Vitality in old age
The Aging Gut Flora
The digestive tract supplies our bodies with many nutrients every day. The intestinal flora also plays an important role here. It not only helps in the processing of food but also has a significant influence on the power of the immune system. The defence against harmful inflammation requires an intact interaction of countless metabolic processes in the body, for which the bacteria of the intestinal flora are irreplaceable. Medical research is also discovering more and more connections between the microbial balance in the gut and age-associated health problems.
The dream of eternal life may never come true, but researchers believe that a maximum of about 120 years is possible. This also corresponds to the age of the oldest human being to date: Jeanne Calment, from France, who died in 1997 at the age of 122 years and 164 days. From a medical point of view, the focus is not on the number of years reached, but on the state of health in which old age is experienced. When exactly the natural ageing process begins in humans cannot be determined so precisely. However, doctors, ageing researchers and others essentially agree on one point: from the age of 35, ageing accelerates. What, how and why exactly it happens in the following decades is still unclear. Basically, it can be assumed that a combination of genetic predisposition, e.g., regarding cell ageing, environmental influences, the social environment as well as epigenetic changes influence ageing over the course of life.

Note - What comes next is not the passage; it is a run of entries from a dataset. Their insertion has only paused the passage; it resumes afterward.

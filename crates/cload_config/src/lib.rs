//! Parsing and validation of `cload.toml` loader configuration.
//!
//! This crate reads the loader configuration file and per-unit sidecar files
//! and produces strongly-typed [`Settings`] with the compilation role
//! resolved from the process environment.

#![warn(missing_docs)]

pub mod error;
pub mod loader;
pub mod resolve;
pub mod types;

pub use error::ConfigError;
pub use loader::{load_config, load_config_from_str, load_sidecar, load_sidecar_from_str};
pub use resolve::{resolve_settings, role_from_environment, Settings, ROLE_ENV_VAR};
pub use types::*;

Dementia and the Gut Flora
A major headache for medical research is forgetfulness, or in severe cases, dementia. A real breakthrough in the treatment of these diseases is still lacking. Medical science knows best what preventive measures can prevent or halt this gradual process. Board games, for example, are at the top of the list, as are reading, learning a new language, and dancing.
Evidence that, among other things, the intestinal flora, the microbiome, plays a role in dementia-related degradation processes in the brain is appearing more and more frequently in the scientific literature. Austrian physicians such as Prof. Dr. Friedrich Leblhuber are at the forefront of research.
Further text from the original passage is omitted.